Courtesy of Paul Price
Americans love insurance. FEMA is paying to rebuild beach houses ruined by Hurricane Sandy. Allstate, State Farm and GEICO will replace the car you accidentally totaled. AFLAC will cover all your bills if you are too badly injured to work. Airlines such as Southwest (LUV) regularly hedge jet fuel prices, and Hershey (HSY) hedges by playing with cocoa futures.
Does it make sense to buy portfolio insurance that will pay off if the market drops 5% – 10%?
Before answering, let’s look at the math.
How much does it cost to buy stock market correction protection? I’m using the SPY (S&P 500 ETF) as a proxy for broad market action. At about 12:40 PM on Friday, April 12, 2013, the SPY was trading for $158.40 per share.

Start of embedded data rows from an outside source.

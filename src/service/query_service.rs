//! Query service: read-only facade over committed registry state.
//!
//! Every handler takes its request as an `Option` so that an absent request
//! is rejected with [`RegistryError::InvalidArgument`] instead of being
//! treated as a default. Reads always go against the latest committed
//! snapshot, never against a block in progress.

use std::sync::Arc;

use serde::{Deserialize, Serialize};
use utoipa::ToSchema;

use crate::chain::ChainState;
use crate::domain::{Params, Pool, PoolId};
use crate::error::{ErrorKind, RegistryError};

/// Request for the module parameters.
#[derive(Debug, Clone, Default, Serialize, Deserialize, ToSchema)]
pub struct QueryParamsRequest {}

/// Module parameters.
#[derive(Debug, Clone, PartialEq, Eq)]
pub struct QueryParamsResponse {
    /// Current parameters.
    pub params: Params,
}

/// Request for a single pool.
#[derive(Debug, Clone, Serialize, Deserialize, ToSchema)]
pub struct QueryGetPoolRequest {
    /// Id of the pool to fetch.
    pub pool_id: PoolId,
}

/// A single pool.
#[derive(Debug, Clone, PartialEq, Eq)]
pub struct QueryGetPoolResponse {
    /// The stored pool record.
    pub pool: Pool,
}

/// Request for the next pool number.
#[derive(Debug, Clone, Default, Serialize, Deserialize, ToSchema)]
pub struct QueryNextPoolNumberRequest {}

/// The id the next created pool will receive.
#[derive(Debug, Clone, Copy, PartialEq, Eq)]
pub struct QueryNextPoolNumberResponse {
    /// Next pool id.
    pub pool_id: u64,
}

/// Request for a page of pools in id order.
#[derive(Debug, Clone, Serialize, Deserialize, ToSchema)]
pub struct QueryPoolsRequest {
    /// Number of pools to skip.
    pub offset: usize,
    /// Maximum number of pools to return.
    pub limit: usize,
}

/// A page of pools.
#[derive(Debug, Clone, PartialEq, Eq)]
pub struct QueryPoolsResponse {
    /// Pools on this page, ascending by id.
    pub pools: Vec<Pool>,
    /// Total number of stored pools.
    pub total: usize,
}

/// Read-only query handlers over the registry.
#[derive(Debug, Clone)]
pub struct QueryService {
    chain: Arc<ChainState>,
}

impl QueryService {
    /// Creates a query service reading from `chain`'s committed state.
    #[must_use]
    pub fn new(chain: Arc<ChainState>) -> Self {
        Self { chain }
    }

    /// Returns the module parameters.
    ///
    /// # Errors
    ///
    /// Returns [`RegistryError::InvalidArgument`] for an absent request and
    /// [`RegistryError::Uninitialized`] if genesis never ran.
    pub async fn params(
        &self,
        req: Option<&QueryParamsRequest>,
    ) -> Result<QueryParamsResponse, RegistryError> {
        require(req)?;
        let snapshot = self.chain.snapshot().await;
        let params = observe("params", snapshot.registry().params())?;
        Ok(QueryParamsResponse { params })
    }

    /// Returns the pool stored under the requested id.
    ///
    /// # Errors
    ///
    /// Returns [`RegistryError::InvalidArgument`] for an absent request,
    /// [`RegistryError::PoolNotFound`] for an unknown id and
    /// [`RegistryError::DataCorruption`] for an undecodable record.
    pub async fn pool(
        &self,
        req: Option<&QueryGetPoolRequest>,
    ) -> Result<QueryGetPoolResponse, RegistryError> {
        let req = require(req)?;
        let snapshot = self.chain.snapshot().await;
        let pool = observe("pool", snapshot.registry().get_pool(req.pool_id))?;
        Ok(QueryGetPoolResponse { pool })
    }

    /// Returns the id the next created pool will receive.
    ///
    /// # Errors
    ///
    /// Returns [`RegistryError::InvalidArgument`] for an absent request and
    /// the fatal [`RegistryError::Uninitialized`] if genesis never wrote the
    /// counter.
    pub async fn next_pool_number(
        &self,
        req: Option<&QueryNextPoolNumberRequest>,
    ) -> Result<QueryNextPoolNumberResponse, RegistryError> {
        require(req)?;
        let snapshot = self.chain.snapshot().await;
        let pool_id = observe("next_pool_number", snapshot.registry().next_pool_number())?;
        Ok(QueryNextPoolNumberResponse { pool_id })
    }

    /// Returns a page of pools ordered by id.
    ///
    /// # Errors
    ///
    /// Returns [`RegistryError::InvalidArgument`] for an absent request and
    /// [`RegistryError::DataCorruption`] if a record on the page is
    /// undecodable.
    pub async fn pools(
        &self,
        req: Option<&QueryPoolsRequest>,
    ) -> Result<QueryPoolsResponse, RegistryError> {
        let req = require(req)?;
        let snapshot = self.chain.snapshot().await;
        let (pools, total) = observe(
            "pools",
            snapshot.registry().pools_page(req.offset, req.limit),
        )?;
        Ok(QueryPoolsResponse { pools, total })
    }
}

fn require<T>(req: Option<&T>) -> Result<&T, RegistryError> {
    req.ok_or_else(|| RegistryError::InvalidArgument("invalid request".to_string()))
}

/// Logs a failed lookup at a severity matching its kind.
fn observe<T>(query: &'static str, result: Result<T, RegistryError>) -> Result<T, RegistryError> {
    if let Err(e) = &result {
        match e.kind() {
            _ if e.is_fatal() => tracing::error!(query, error = %e, "query hit fatal registry state"),
            ErrorKind::DataCorruption => tracing::error!(query, error = %e, "corrupted record"),
            ErrorKind::NotFound => tracing::debug!(query, error = %e, "lookup miss"),
            _ => tracing::warn!(query, error = %e, "query failed"),
        }
    }
    result
}

#[cfg(test)]
#[allow(clippy::panic)]
mod tests {
    use super::*;
    use crate::chain::{Msg, TxResult};
    use crate::domain::GenesisState;
    use crate::domain::pool::tests::new_pool;
    use crate::store::{KvStore, MemStore, StoreKey};
    use tokio_test::{assert_err, assert_ok};

    async fn service_at(next: u64) -> (QueryService, Arc<ChainState>) {
        let chain = Arc::new(ChainState::in_memory());
        let genesis = GenesisState {
            next_pool_number: Some(next),
            ..GenesisState::default()
        };
        assert_ok!(chain.init_genesis(&genesis).await);
        (QueryService::new(Arc::clone(&chain)), chain)
    }

    async fn create(chain: &ChainState, a: &str, b: &str) -> PoolId {
        let outcome = assert_ok!(
            chain
                .execute_block(vec![Msg::CreatePool(new_pool(a, b))])
                .await
        );
        match outcome.results.first() {
            Some(Ok(TxResult::PoolCreated { pool_id })) => *pool_id,
            other => panic!("expected pool creation, got {other:?}"),
        }
    }

    #[tokio::test]
    async fn absent_requests_are_invalid_arguments() {
        let (service, _) = service_at(0).await;

        let err = assert_err!(service.params(None).await);
        assert_eq!(err.kind(), ErrorKind::InvalidArgument);
        let err = assert_err!(service.pool(None).await);
        assert_eq!(err.kind(), ErrorKind::InvalidArgument);
        let err = assert_err!(service.next_pool_number(None).await);
        assert_eq!(err.kind(), ErrorKind::InvalidArgument);
        let err = assert_err!(service.pools(None).await);
        assert!(!err.is_fatal());
    }

    #[tokio::test]
    async fn absent_request_is_rejected_even_before_genesis() {
        let service = QueryService::new(Arc::new(ChainState::in_memory()));
        let err = assert_err!(service.next_pool_number(None).await);
        assert_eq!(err.kind(), ErrorKind::InvalidArgument);
    }

    #[tokio::test]
    async fn scenario_from_zero() {
        let (service, chain) = service_at(0).await;
        let a = create(&chain, "uatom", "umtrx").await;
        let b = create(&chain, "uosmo", "umtrx").await;
        assert_eq!((a.get(), b.get()), (0, 1));

        let next = assert_ok!(
            service
                .next_pool_number(Some(&QueryNextPoolNumberRequest {}))
                .await
        );
        assert_eq!(next.pool_id, 2);

        let got = assert_ok!(
            service
                .pool(Some(&QueryGetPoolRequest { pool_id: a }))
                .await
        );
        assert_eq!(got.pool.assets, new_pool("uatom", "umtrx").assets);

        let err = assert_err!(
            service
                .pool(Some(&QueryGetPoolRequest {
                    pool_id: PoolId::new(5)
                }))
                .await
        );
        assert_eq!(err.kind(), ErrorKind::NotFound);
    }

    #[tokio::test]
    async fn next_pool_number_tracks_creations() {
        let (service, chain) = service_at(10).await;
        for i in 0..4u64 {
            create(&chain, &format!("u{i}"), "umtrx").await;
        }
        let next = assert_ok!(
            service
                .next_pool_number(Some(&QueryNextPoolNumberRequest {}))
                .await
        );
        assert_eq!(next.pool_id, 14);
    }

    #[tokio::test]
    async fn queries_before_genesis_are_fatal() {
        let service = QueryService::new(Arc::new(ChainState::in_memory()));
        let err = assert_err!(
            service
                .next_pool_number(Some(&QueryNextPoolNumberRequest {}))
                .await
        );
        assert_eq!(err.kind(), ErrorKind::Uninitialized);
        assert!(err.is_fatal());

        let err = assert_err!(service.params(Some(&QueryParamsRequest {})).await);
        assert!(err.is_fatal());
    }

    #[tokio::test]
    async fn params_returns_genesis_params() {
        let (service, _) = service_at(0).await;
        let resp = assert_ok!(service.params(Some(&QueryParamsRequest {})).await);
        assert_eq!(resp.params, Params::default());
    }

    #[tokio::test]
    async fn corrupted_pool_is_reported_not_fatal() {
        let mut store = MemStore::new();
        {
            let mut registry = crate::domain::PoolRegistry::new(&mut store);
            assert_ok!(registry.init_genesis(&GenesisState::default()));
        }
        assert_ok!(store.set(&StoreKey::Pool(PoolId::new(0)).encode(), b"garbage"));
        let service = QueryService::new(Arc::new(ChainState::new(store, 0, None)));

        let err = assert_err!(
            service
                .pool(Some(&QueryGetPoolRequest {
                    pool_id: PoolId::new(0)
                }))
                .await
        );
        assert_eq!(err.kind(), ErrorKind::DataCorruption);
        assert!(!err.is_fatal());
    }

    #[tokio::test]
    async fn pools_pages_in_order() {
        let (service, chain) = service_at(0).await;
        for i in 0..3u64 {
            create(&chain, &format!("u{i}"), "umtrx").await;
        }
        let page = assert_ok!(
            service
                .pools(Some(&QueryPoolsRequest {
                    offset: 1,
                    limit: 5
                }))
                .await
        );
        assert_eq!(page.total, 3);
        let ids: Vec<u64> = page.pools.iter().map(|p| p.id.get()).collect();
        assert_eq!(ids, vec![1, 2]);
    }
}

Buying out-of-the-money July 20, 2013 expiration puts, at a strike price of $145, costs $1.22 per share. These puts would not retain any value upon expiration date unless the SPY dropped by over $13.40/share (-8.5%), to less than $145. True wealth protection would only kick in if the SPY dropped even more. Including the option premium initially paid, break-even on the puts becomes $143.78 per share, 9.2% below the trade inception price.
The premium paid might not appear steep at 0.8% of the SPY’s trade inception value ($1.22/$158.40). However, the large deductible, combined with only a 98-day duration, makes the price tag quite expensive relative to the limited protection you would get.

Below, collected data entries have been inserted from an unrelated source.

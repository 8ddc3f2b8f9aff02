//! Shared DTO types used across multiple endpoints.

use serde::{Deserialize, Serialize};
use utoipa::{IntoParams, ToSchema};

use crate::domain::Coin;
use crate::error::GatewayError;

/// A token amount. The amount is a decimal string to keep `u128` precision.
#[derive(Debug, Clone, PartialEq, Eq, Serialize, Deserialize, ToSchema)]
pub struct CoinDto {
    /// Token denomination (e.g. `"umtrx"`).
    pub denom: String,
    /// Amount as a base-10 string.
    #[schema(example = "1000000")]
    pub amount: String,
}

impl From<&Coin> for CoinDto {
    fn from(coin: &Coin) -> Self {
        Self {
            denom: coin.denom.clone(),
            amount: coin.amount.to_string(),
        }
    }
}

impl CoinDto {
    /// Parses the DTO back into a [`Coin`].
    ///
    /// # Errors
    ///
    /// Returns [`GatewayError::InvalidRequest`] if the amount is not a
    /// base-10 `u128`.
    pub fn to_coin(&self) -> Result<Coin, GatewayError> {
        Ok(Coin::new(
            self.denom.clone(),
            parse_u128(&self.amount, "amount")?,
        ))
    }
}

/// Parses a decimal string field into a `u128`.
///
/// # Errors
///
/// Returns [`GatewayError::InvalidRequest`] naming `field` on failure.
pub fn parse_u128(value: &str, field: &str) -> Result<u128, GatewayError> {
    value
        .parse()
        .map_err(|e| GatewayError::InvalidRequest(format!("invalid {field} {value:?}: {e}")))
}

/// Pagination query parameters for list endpoints.
#[derive(Debug, Clone, Deserialize, IntoParams)]
#[into_params(parameter_in = Query)]
pub struct PaginationParams {
    /// Page number (1-indexed). Defaults to 1.
    #[serde(default = "default_page")]
    pub page: u32,
    /// Items per page (max 100). Defaults to 20.
    #[serde(default = "default_per_page")]
    pub per_page: u32,
}

/// Pagination metadata included in list responses.
#[derive(Debug, Clone, Serialize, ToSchema)]
pub struct PaginationMeta {
    /// Current page number.
    pub page: u32,
    /// Items per page.
    pub per_page: u32,
    /// Total number of items.
    pub total: u32,
    /// Total number of pages.
    pub total_pages: u32,
}

fn default_page() -> u32 {
    1
}

fn default_per_page() -> u32 {
    20
}

impl PaginationParams {
    /// Clamps `page` to at least 1 and `per_page` to `1..=100`.
    #[must_use]
    pub fn clamped(&self) -> Self {
        Self {
            page: self.page.max(1),
            per_page: self.per_page.clamp(1, 100),
        }
    }

    /// Number of items preceding this page.
    #[must_use]
    pub fn offset(&self) -> usize {
        let skipped = u64::from(self.page.saturating_sub(1)) * u64::from(self.per_page);
        usize::try_from(skipped).unwrap_or(usize::MAX)
    }

    /// Builds the response metadata for `total` items.
    #[must_use]
    pub fn meta(&self, total: usize) -> PaginationMeta {
        let total = u32::try_from(total).unwrap_or(u32::MAX);
        PaginationMeta {
            page: self.page,
            per_page: self.per_page,
            total,
            total_pages: total.div_ceil(self.per_page.max(1)),
        }
    }
}

#[cfg(test)]
mod tests {
    use super::*;

    #[test]
    fn clamping_and_offset() {
        let params = PaginationParams {
            page: 0,
            per_page: 500,
        }
        .clamped();
        assert_eq!((params.page, params.per_page), (1, 100));
        assert_eq!(params.offset(), 0);

        let params = PaginationParams {
            page: 3,
            per_page: 20,
        };
        assert_eq!(params.offset(), 40);
    }

    #[test]
    fn meta_counts_pages() {
        let params = PaginationParams {
            page: 1,
            per_page: 20,
        };
        let meta = params.meta(41);
        assert_eq!((meta.total, meta.total_pages), (41, 3));
        assert_eq!(params.meta(0).total_pages, 0);
    }

    #[test]
    fn coin_amounts_are_strings() {
        let dto = CoinDto::from(&Coin::new("umtrx", u128::MAX));
        assert_eq!(dto.amount, u128::MAX.to_string());
        assert!(matches!(dto.to_coin(), Ok(coin) if coin.amount == u128::MAX));

        let bad = CoinDto {
            denom: "umtrx".to_string(),
            amount: "-1".to_string(),
        };
        assert!(matches!(bad.to_coin(), Err(GatewayError::InvalidRequest(_))));
    }
}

Nervous investors seeking ‘lower deductible’ insurance could purchase at-the-money $158 strike puts for that same expiration date. That would require a $4.30 per share initial outlay (2.7% of the current principal amount). Should that be appealing to traders when viewed as term insurance?

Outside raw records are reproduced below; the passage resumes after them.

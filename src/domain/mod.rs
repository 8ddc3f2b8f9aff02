//! Domain layer: pool entity, identifiers, params, genesis, and the
//! store-backed pool registry.
//!
//! The registry's two key families are handled by small focused modules:
//! [`pool_counter`] for the next-id singleton and [`pool_records`] for the
//! per-pool records. [`PoolRegistry`] composes them.

pub mod coin;
pub mod genesis;
pub mod params;
pub mod pool;
pub mod pool_counter;
pub mod pool_id;
pub mod pool_records;
pub mod pool_registry;

pub use coin::Coin;
pub use genesis::GenesisState;
pub use params::Params;
pub use pool::{NewPool, Pool, PoolAsset, PoolParams};
pub use pool_id::PoolId;
pub use pool_registry::PoolRegistry;
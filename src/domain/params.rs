//! Module parameters returned by the `GetParams` query.

use std::collections::HashSet;

use serde::{Deserialize, Serialize};

use super::Coin;
use crate::error::RegistryError;

/// Denomination of the default pool creation fee.
pub const DEFAULT_FEE_DENOM: &str = "umtrx";

/// Module configuration, written at genesis and read-only afterwards.
#[derive(Debug, Clone, PartialEq, Eq, Serialize, Deserialize)]
pub struct Params {
    /// Counter value written at genesis when none is given explicitly.
    pub starting_pool_number: u64,
    /// Fee charged by the write path for creating a pool.
    pub pool_creation_fee: Vec<Coin>,
    /// Denominations allowed in pools. Empty means no restriction.
    #[serde(default)]
    pub whitelisted_assets: Vec<String>,
}

impl Default for Params {
    fn default() -> Self {
        Self {
            starting_pool_number: 1,
            pool_creation_fee: vec![Coin::new(DEFAULT_FEE_DENOM, 1_000_000_000)],
            whitelisted_assets: Vec::new(),
        }
    }
}

impl Params {
    /// Checks the parameter set.
    ///
    /// # Errors
    ///
    /// Returns [`RegistryError::InvalidGenesis`] if a fee denom is empty or
    /// repeated, or a whitelisted asset is empty or repeated.
    pub fn validate(&self) -> Result<(), RegistryError> {
        let mut fee_denoms = HashSet::new();
        for coin in &self.pool_creation_fee {
            if coin.denom.is_empty() {
                return Err(RegistryError::InvalidGenesis(
                    "pool creation fee denom must not be empty".to_string(),
                ));
            }
            if !fee_denoms.insert(coin.denom.as_str()) {
                return Err(RegistryError::InvalidGenesis(format!(
                    "duplicate pool creation fee denom: {}",
                    coin.denom
                )));
            }
        }

        let mut assets = HashSet::new();
        for denom in &self.whitelisted_assets {
            if denom.is_empty() || !assets.insert(denom.as_str()) {
                return Err(RegistryError::InvalidGenesis(format!(
                    "invalid or duplicate whitelisted asset: {denom:?}"
                )));
            }
        }
        Ok(())
    }

    /// Returns `true` if `denom` may be placed in a pool.
    #[must_use]
    pub fn is_whitelisted(&self, denom: &str) -> bool {
        self.whitelisted_assets.is_empty() || self.whitelisted_assets.iter().any(|d| d == denom)
    }
}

You need to keep in mind that your ‘policy’ only lasts for 98 days. A full year’s coverage would be 3.72 times those absolute put premiums. The $145 strike would annualize at 2.86% of portfolio value. The $158 strike costs a staggering 10.1% per year of the SPY shares that would be protected.
Compare that annual 10.1% put buying outlay to the most recent historical full-year total returns on the S&P 500. The insurance expense would have consumed 63.0% of 2012’s results, 66.9% of the 2010 gains, and 38.1% of 2009’s outstanding profits. Instead of a small positive result in 2011, this strategy would have resulted in an almost 8% loss, due strictly to the cost of hedging.
Those opting for lower deductible catastrophic put protection also impaired their financial well-being. It is not that the broad market never sold off. There were four major down cycles since the start of 2009. Unless you were prescient enough to call the exact tops and bottoms, the magnitudes of the drops were never large enough to generate significant profits from owning puts. Neither of 2012’s retreats came to even 11%.
Only the 5-month, close to 22% drop in 2011, offered much opportunity to cash out puts for big gains. The talk at that time was for another 2008-type 50% collapse. Many people who held temporarily valuable options ended up watching their gains evaporate as the indices rebounded into year-end rather than falling further.
“Buy and hold is dead” is frequently quoted and accepted as fact. We have all been trained that “You never go broke taking a profit.” The 4-year SPY chart proves that ignoring what can often be disturbing news, and hanging in there with your investments, may be the best advice of all.
The insurance premiums you don’t pay can be invested and compounded via dollar cost averaging rather than weighing down your results when market rise. On balance, you’ll do better by going naked than being insurance poor.